Halifax, who were the retail side of Bank of Scotland Ireland, came about as a follow on from an expansion in the Irish market that was introduced and lead by mortgage brokers. In 2006 it was decided that a greater presence was warranted and they began creating a street presence via branches.
Entering a competitive and mature market with a high-cost/low-margin retail proposition is bound to have its problems. Bank of Scotland mistook the market signals they got from broker lead expansion as a genuine appetite for their entire offering (retail banking etc.), turning off the intermediary tap can be done overnight with ease, I would wager that within the general population that almost nobody could state the time when BOSI essentially shut down the broker channel, it barely made news, and it didn’t cost the bank much to do. On the other hand when you want to shut down a retail channel it is a mess, lots of jobs are lost in the process, hence the current fiasco, affecting staff (job loss), customers (many will have to make alternative arrangements for credit cards/current accounts etc.), and intermediaries.
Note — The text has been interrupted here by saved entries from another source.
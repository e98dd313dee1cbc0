//! Shop context extractor for embedded requests.
//!
//! Every embedded request carries an App Bridge session token, either as
//! `Authorization: Bearer <token>` (fetches) or as the `id_token` query
//! parameter (the admin's first page load). The token names the shop; the
//! shop's offline session supplies the Admin API token.

use axum::{
    extract::FromRequestParts,
    http::{header, request::Parts},
    response::{IntoResponse, Redirect, Response},
};
use shopi_section_core::ShopDomain;

use super::security_headers::shop_from_query;
use crate::error::{AppError, PageError};
use crate::models::ShopSession;
use crate::services::{SessionTokenError, ShopLocks, verify_session_token};
use crate::shopify::ShopAdmin;
use crate::state::AppState;

/// An authenticated shop with a usable Admin API client.
///
/// # Example
///
/// ```rust,ignore
/// async fn handler(ctx: ShopContext) -> Result<Json<Vec<Theme>>, AppError> {
///     let themes = ctx.guard(ctx.admin.list_themes().await).await?;
///     Ok(Json(themes))
/// }
/// ```
pub struct ShopContext {
    /// Shop the session token was issued for.
    pub shop: ShopDomain,
    /// The shop's offline session.
    pub session: ShopSession,
    /// Admin API client bound to the shop.
    pub admin: ShopAdmin,
    /// Base64 admin host from the query, passed back to App Bridge.
    pub host: Option<String>,
    /// Whether the caller expects JSON rather than a page.
    pub wants_json: bool,
    state: AppState,
}

impl std::fmt::Debug for ShopContext {
    fn fmt(&self, f: &mut std::fmt::Formatter<'_>) -> std::fmt::Result {
        f.debug_struct("ShopContext")
            .field("shop", &self.shop)
            .field("host", &self.host)
            .field("wants_json", &self.wants_json)
            .finish_non_exhaustive()
    }
}

impl ShopContext {
    /// Pass a result through, turning a rejected token into a reauthorize
    /// signal.
    ///
    /// When Shopify answers 401 or 403 the stored token is useless, so the
    /// shop's session is deleted before returning
    /// [`AppError::Reauthorize`].
    ///
    /// # Errors
    ///
    /// Returns the converted error, or `AppError::Reauthorize`.
    pub async fn guard<T, E>(&self, result: Result<T, E>) -> Result<T, AppError>
    where
        E: Into<AppError>,
    {
        match result {
            Ok(value) => Ok(value),
            Err(e) => Err(self.reject(e).await),
        }
    }

    /// Convert an error, deleting the session first if it means the
    /// shop's token was rejected.
    pub async fn reject(&self, error: impl Into<AppError>) -> AppError {
        let error = error.into();
        if error.requires_reauth() {
            self.reauthorize(&error).await
        } else {
            error
        }
    }

    async fn reauthorize(&self, cause: &AppError) -> AppError {
        tracing::warn!(shop = %self.shop, error = %cause, "Shopify rejected the access token, deleting session");
        if let Err(e) = self.state.sessions().delete(&self.shop).await {
            tracing::error!(shop = %self.shop, error = %e, "Failed to delete rejected session");
        }
        AppError::Reauthorize {
            shop: self.shop.clone(),
        }
    }

    /// Render an error the way the caller expects: JSON for fetches, a
    /// redirect or error body for page loads.
    #[must_use]
    pub fn error_response(&self, error: AppError) -> Response {
        if self.wants_json {
            error.into_response()
        } else {
            PageError(error).into_response()
        }
    }

    /// Per-shop metafield locks.
    #[must_use]
    pub fn locks(&self) -> &ShopLocks {
        self.state.locks()
    }

    /// Query string that keeps App Bridge context on in-app links.
    #[must_use]
    pub fn embedded_query(&self) -> String {
        let mut query = url::form_urlencoded::Serializer::new(String::new());
        query.append_pair("shop", self.shop.as_str());
        if let Some(host) = &self.host {
            query.append_pair("host", host);
        }
        query.finish()
    }
}

/// Why a request could not be tied to a shop.
#[derive(Debug)]
pub enum ShopRejection {
    /// JSON error for API requests.
    Api(AppError),
    /// Browser redirect for page requests.
    Redirect(String),
    /// Page error, rendered as a redirect where one applies.
    Page(PageError),
}

impl IntoResponse for ShopRejection {
    fn into_response(self) -> Response {
        match self {
            Self::Api(error) => error.into_response(),
            Self::Redirect(to) => Redirect::to(&to).into_response(),
            Self::Page(error) => error.into_response(),
        }
    }
}

/// Session token from the `Authorization` header or `id_token` parameter.
fn session_token(parts: &Parts) -> Option<String> {
    let bearer = parts
        .headers
        .get(header::AUTHORIZATION)
        .and_then(|v| v.to_str().ok())
        .and_then(|v| v.strip_prefix("Bearer "))
        .map(str::trim)
        .filter(|t| !t.is_empty());
    if let Some(token) = bearer {
        return Some(token.to_string());
    }

    query_param(parts, "id_token")
}

fn query_param(parts: &Parts, name: &str) -> Option<String> {
    url::form_urlencoded::parse(parts.uri.query()?.as_bytes())
        .find(|(k, _)| k == name)
        .map(|(_, v)| v.into_owned())
        .filter(|v| !v.is_empty())
}

/// API calls and JSON fetches get status codes; page loads get redirects.
fn wants_json(parts: &Parts) -> bool {
    parts.uri.path().starts_with("/api/")
        || parts
            .headers
            .get(header::ACCEPT)
            .and_then(|v| v.to_str().ok())
            .is_some_and(|v| v.contains("application/json"))
}

/// Page that lets App Bridge fetch a session token and reload `parts`' URL.
fn bounce_url(parts: &Parts, shop: &ShopDomain) -> String {
    let reload = parts
        .uri
        .path_and_query()
        .map_or_else(|| parts.uri.path().to_string(), ToString::to_string);
    let mut query = url::form_urlencoded::Serializer::new(String::new());
    query.append_pair("shop", shop.as_str());
    if let Some(host) = query_param(parts, "host") {
        query.append_pair("host", &host);
    }
    query.append_pair("shopify-reload", &reload);
    format!("/auth/session-token?{}", query.finish())
}

impl FromRequestParts<AppState> for ShopContext {
    type Rejection = ShopRejection;

    async fn from_request_parts(
        parts: &mut Parts,
        state: &AppState,
    ) -> Result<Self, Self::Rejection> {
        let json = wants_json(parts);
        let shopify = &state.config().shopify;

        let verified = session_token(parts)
            .ok_or(SessionTokenError::Missing)
            .and_then(|token| {
                verify_session_token(&token, &shopify.api_key, &shopify.api_secret)
            });

        let shop = match verified {
            Ok((shop, _claims)) => shop,
            Err(e) if json => return Err(ShopRejection::Api(e.into())),
            Err(e) => {
                tracing::debug!(error = %e, "Page load without a valid session token");
                return Err(ShopRejection::Redirect(
                    shop_from_query(parts.uri.query()).map_or_else(
                        || "/auth/login".to_string(),
                        |shop| bounce_url(parts, &shop),
                    ),
                ));
            }
        };

        let session = match state.sessions().load(&shop).await {
            Ok(Some(session)) => session,
            Ok(None) if json => return Err(ShopRejection::Api(AppError::Reauthorize { shop })),
            Ok(None) => {
                return Err(ShopRejection::Page(PageError(AppError::Reauthorize { shop })));
            }
            Err(e) => return Err(ShopRejection::Api(e.into())),
        };

        sentry::configure_scope(|scope| scope.set_tag("shop", shop.as_str()));

        let admin = state.shopify().shop(&shop, &session.access_token);
        Ok(Self {
            host: query_param(parts, "host"),
            wants_json: json,
            shop,
            session,
            admin,
            state: state.clone(),
        })
    }
}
Yesterday on Drivetime I was making this point, because the other prime bank banks that stuck to their original intermediary distribution model (KBC) also shut off lending, and can now return to market armed with billions to lend. They didn’t go out and try to break into a well established retail market with low attrition rates.
The head-space of the Irish consumer when it comes to financial products is a strange phenomenon, ask anybody from any town around the country if they are angry with our banks and you’ll likely get a ‘yes’ response, but then ask them ‘have you done anything about it? Like moving your bank account to a different institution?’ and you’ll probably get a ‘God no! Sure I’ve been with the AIB for 20 years!’ or something to that effect, ultimately, Irish consumers, when it comes to retail banking are mainly all talk and no action. They will shop around for insurance, for mortgages and other financial products, but they don’t do the same for their current accounts and Halifax hadn’t bet on this. Sadly, people who did switch will likely return to the old banks and only further reinforce their hold on the Irish market.
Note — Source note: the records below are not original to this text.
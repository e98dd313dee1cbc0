//! Shopi Section CLI - database migrations and management tools.
//!
//! # Usage
//!
//! ```bash
//! # Run database migrations
//! shopi-cli migrate
//!
//! # Inspect installed shops
//! shopi-cli sessions list
//! shopi-cli sessions delete example.myshopify.com
//!
//! # Inspect the section catalog
//! shopi-cli sections list
//! shopi-cli sections show 3d-carousel-pro
//! ```
//!
//! # Commands
//!
//! - `migrate` - Run database migrations
//! - `sessions` - List or delete offline shop sessions
//! - `sections` - Print the bundled section catalog

#![cfg_attr(not(test), forbid(unsafe_code))]

use clap::{Parser, Subcommand};

mod commands;

#[derive(Parser)]
#[command(name = "shopi-cli")]
#[command(author, version, about = "Shopi Section CLI tools")]
struct Cli {
    #[command(subcommand)]
    command: Commands,
}

#[derive(Subcommand)]
enum Commands {
    /// Run database migrations
    Migrate,
    /// Manage offline shop sessions
    Sessions {
        #[command(subcommand)]
        action: SessionAction,
    },
    /// Inspect the bundled section catalog
    Sections {
        #[command(subcommand)]
        action: SectionAction,
    },
}

#[derive(Subcommand)]
enum SessionAction {
    /// List installed shops
    List,
    /// Delete a shop's session, forcing it through OAuth again
    Delete {
        /// Shop domain (`example.myshopify.com`)
        shop: String,
    },
}

#[derive(Subcommand)]
enum SectionAction {
    /// List catalog sections
    List,
    /// Print a section's Liquid source as it would be installed
    Show {
        /// Section identifier
        id: String,
    },
}

#[tokio::main]
async fn main() {
    // Initialize tracing
    tracing_subscriber::fmt::init();

    let cli = Cli::parse();

    let result: Result<(), Box<dyn std::error::Error>> = run(cli).await;

    if let Err(e) = result {
        tracing::error!("Command failed: {e}");
        std::process::exit(1);
    }
}

async fn run(cli: Cli) -> Result<(), Box<dyn std::error::Error>> {
    match cli.command {
        Commands::Migrate => commands::migrate::run().await?,
        Commands::Sessions { action } => match action {
            SessionAction::List => commands::sessions::list().await?,
            SessionAction::Delete { shop } => commands::sessions::delete(&shop).await?,
        },
        Commands::Sections { action } => match action {
            SectionAction::List => commands::sections::list(),
            SectionAction::Show { id } => commands::sections::show(&id)?,
        },
    }
    Ok(())
}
While PTsb have had some success with current accounts, it has to be remembered, they are an incumbent with a long presence via the TSB, and for all the accounts they say they open, how many subsequently leave? The fact is that it is the younger generation who know no loyalty to their banks (this is a good thing in my opinion) but the older generation – where the real money rests – are not keen to change.
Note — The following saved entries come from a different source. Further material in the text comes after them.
//! Installed-sections metafield store.
//!
//! `shopi_section.installed_sections` holds a JSON array of section ids. It is
//! updated read-modify-write, so concurrent updates are guarded twice:
//!
//! - a per-shop async lock serializes updates issued by this process, and
//! - every write carries the `compareDigest` of the value it was derived from,
//!   so a write racing another process fails with `STALE_OBJECT` and is
//!   retried from a fresh read.

use std::sync::Arc;
use std::time::Duration;

use moka::future::Cache;
use shopi_section_core::ShopDomain;
use thiserror::Error;
use tokio::sync::Mutex;
use tracing::instrument;

use crate::shopify::{AdminShopifyError, MetafieldWrite, ShopAdmin, WriteCondition};

/// Metafield namespace owned by the app.
pub const NAMESPACE: &str = "shopi_section";

/// Key of the installed-sections list.
pub const INSTALLED_SECTIONS_KEY: &str = "installed_sections";

/// Key of the carousel slide data.
pub const CAROUSEL_DATA_KEY: &str = "carousel_data";

/// Attempts made before a contended update gives up.
pub const MAX_WRITE_ATTEMPTS: u32 = 3;

/// Locks for shops with no update in this long are dropped.
const LOCK_IDLE_TIMEOUT: Duration = Duration::from_secs(10 * 60);

const MAX_TRACKED_SHOPS: u64 = 10_000;

/// Errors from metafield-backed stores.
#[derive(Debug, Error)]
pub enum MetafieldError {
    /// Shopify call failed.
    #[error(transparent)]
    Shopify(#[from] AdminShopifyError),

    /// Every attempt lost the compare-and-set race.
    #[error("metafield {key} kept changing; gave up after {attempts} attempts")]
    Conflict {
        /// Qualified metafield key.
        key: String,
        /// Attempts made.
        attempts: u32,
    },

    /// Value could not be serialized.
    #[error("failed to encode metafield value: {0}")]
    Encode(#[from] serde_json::Error),
}

impl MetafieldError {
    /// Whether the shop must re-run OAuth.
    #[must_use]
    pub const fn requires_reauth(&self) -> bool {
        matches!(self, Self::Shopify(e) if e.requires_reauth())
    }
}

/// Per-shop async locks, evicted when idle.
#[derive(Clone)]
pub struct ShopLocks {
    cache: Cache<String, Arc<Mutex<()>>>,
}

impl Default for ShopLocks {
    fn default() -> Self {
        Self::new()
    }
}

impl std::fmt::Debug for ShopLocks {
    fn fmt(&self, f: &mut std::fmt::Formatter<'_>) -> std::fmt::Result {
        f.debug_struct("ShopLocks")
            .field("entries", &self.cache.entry_count())
            .finish()
    }
}

impl ShopLocks {
    /// Create an empty lock table.
    #[must_use]
    pub fn new() -> Self {
        Self {
            cache: Cache::builder()
                .max_capacity(MAX_TRACKED_SHOPS)
                .time_to_idle(LOCK_IDLE_TIMEOUT)
                .build(),
        }
    }

    /// The lock guarding a shop's metafield updates.
    pub async fn for_shop(&self, shop: &ShopDomain) -> Arc<Mutex<()>> {
        self.cache
            .get_with(shop.as_str().to_string(), async { Arc::new(Mutex::new(())) })
            .await
    }
}

/// Read-modify-write access to `shopi_section.installed_sections`.
pub struct InstalledSections<'a> {
    admin: &'a ShopAdmin,
    locks: &'a ShopLocks,
}

impl<'a> InstalledSections<'a> {
    /// Bind the store to a shop.
    #[must_use]
    pub const fn new(admin: &'a ShopAdmin, locks: &'a ShopLocks) -> Self {
        Self { admin, locks }
    }

    /// Installed section ids, in insertion order.
    ///
    /// # Errors
    ///
    /// Returns an error if the metafield cannot be read.
    pub async fn list(&self) -> Result<Vec<String>, MetafieldError> {
        let current = self
            .admin
            .shop_metafield(NAMESPACE, INSTALLED_SECTIONS_KEY)
            .await?;
        Ok(current
            .metafield
            .map(|m| decode_ids(&m.value))
            .unwrap_or_default())
    }

    /// Record a section. Returns `false` if it was already recorded.
    ///
    /// # Errors
    ///
    /// Returns `MetafieldError::Conflict` if concurrent writers kept winning.
    #[instrument(skip(self), fields(shop = %self.admin.shop_domain()))]
    pub async fn add(&self, id: &str) -> Result<bool, MetafieldError> {
        self.update(|ids| {
            if ids.iter().any(|existing| existing == id) {
                return false;
            }
            ids.push(id.to_string());
            true
        })
        .await
    }

    /// Forget a section. Returns `false` if it was not recorded.
    ///
    /// # Errors
    ///
    /// Returns `MetafieldError::Conflict` if concurrent writers kept winning.
    #[instrument(skip(self), fields(shop = %self.admin.shop_domain()))]
    pub async fn remove(&self, id: &str) -> Result<bool, MetafieldError> {
        self.update(|ids| {
            let before = ids.len();
            ids.retain(|existing| existing != id);
            ids.len() != before
        })
        .await
    }

    /// Apply `change` to the stored list. `change` returns whether it
    /// modified the list; unchanged lists are not written back.
    async fn update<F>(&self, change: F) -> Result<bool, MetafieldError>
    where
        F: Fn(&mut Vec<String>) -> bool + Send + Sync,
    {
        let lock = self.locks.for_shop(self.admin.shop_domain()).await;
        let _guard = lock.lock().await;

        for attempt in 1..=MAX_WRITE_ATTEMPTS {
            let current = self
                .admin
                .shop_metafield(NAMESPACE, INSTALLED_SECTIONS_KEY)
                .await?;

            let mut ids = current
                .metafield
                .as_ref()
                .map(|m| decode_ids(&m.value))
                .unwrap_or_default();

            if !change(&mut ids) {
                return Ok(false);
            }

            let write = MetafieldWrite {
                owner_id: &current.shop_id,
                namespace: NAMESPACE,
                key: INSTALLED_SECTIONS_KEY,
                value: serde_json::to_string(&ids)?,
                condition: WriteCondition::from_read(current.metafield.as_ref()),
            };

            match self.admin.metafields_set(write).await {
                Ok(_) => return Ok(true),
                Err(AdminShopifyError::StaleMetafield(key)) => {
                    tracing::warn!(%key, attempt, "Installed sections changed concurrently, retrying");
                }
                Err(e) => return Err(e.into()),
            }
        }

        Err(MetafieldError::Conflict {
            key: format!("{NAMESPACE}.{INSTALLED_SECTIONS_KEY}"),
            attempts: MAX_WRITE_ATTEMPTS,
        })
    }
}

/// Decode the stored id list, dropping duplicates and non-string entries.
fn decode_ids(raw: &str) -> Vec<String> {
    let values: Vec<serde_json::Value> = match serde_json::from_str(raw) {
        Ok(values) => values,
        Err(e) => {
            tracing::warn!(error = %e, "Installed sections metafield is not a JSON array, treating as empty");
            return Vec::new();
        }
    };

    let mut ids: Vec<String> = Vec::with_capacity(values.len());
    for value in values {
        if let serde_json::Value::String(id) = value
            && !ids.contains(&id)
        {
            ids.push(id);
        }
    }
    ids
}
I feel awful for the people who work at Halifax, I have many friends there, people I know and respect, they have the same hopes and concerns as the rest of us, husbands, wives, children, and mortgages to pay, this will be a testing time as there are virtually no jobs to be had in the financial industry at present. I got several phone calls yesterday from some of them and its hard to stomach, especially as some of the talent there was induced away from jobs in other institutions that, if they had stayed, would still exist.
On the other hand, for Halifax in particular, I have almost no empathy, they went to great lengths to cannibalise their existing distribution via dual pricing in favour of branches and , hoping to circumvent it for higher returns and now that it has failed they have failed, they weren’t upset as brokerages closed and the effects of their decisions shattered the intermediary channel, so it is only right that in return we feel nothing for them, that is merely equal emotional recourse.
People will mourn the loss of competition, the fact is that it wasn’t operating competitively, they were operating at a loss, and loss isn’t competitive – its unhealthy. Halifax was literally buying in business on both mortgages and savings, they didn’t have huge levels of zero-rated funds swashing around in current accounts because they were paying high interest rates on current accounts and that funding approach is unsustainable.
There is also the issue that HM Treasury (and ultimately the UK taxpayer) had bailed out HBOS/Lloyds, and it would surely be unpalatable for the UK taxpayer to learn that a loss maker was being kept alive in a foreign jurisdiction? If we were to find out tomorrow that BOI was operating at full capacity in the UK at a loss would it not bring about similar pressure on them to close operations there?
Everything was in alignment against Halifax, even when they wanted to sell their branches and book nobody was interested, nor were any other institutions interested when they put themselves forward as being part of a ‘third force’, executives in at least one organisation said ‘they’d rather walk away’ than pair with them.
And thus it culminates in closure. Halifax were the first branch retail banking entrant to the Irish market in decades, perhaps we will have to wait several more before another entrant dares test the Irish retail banking waters.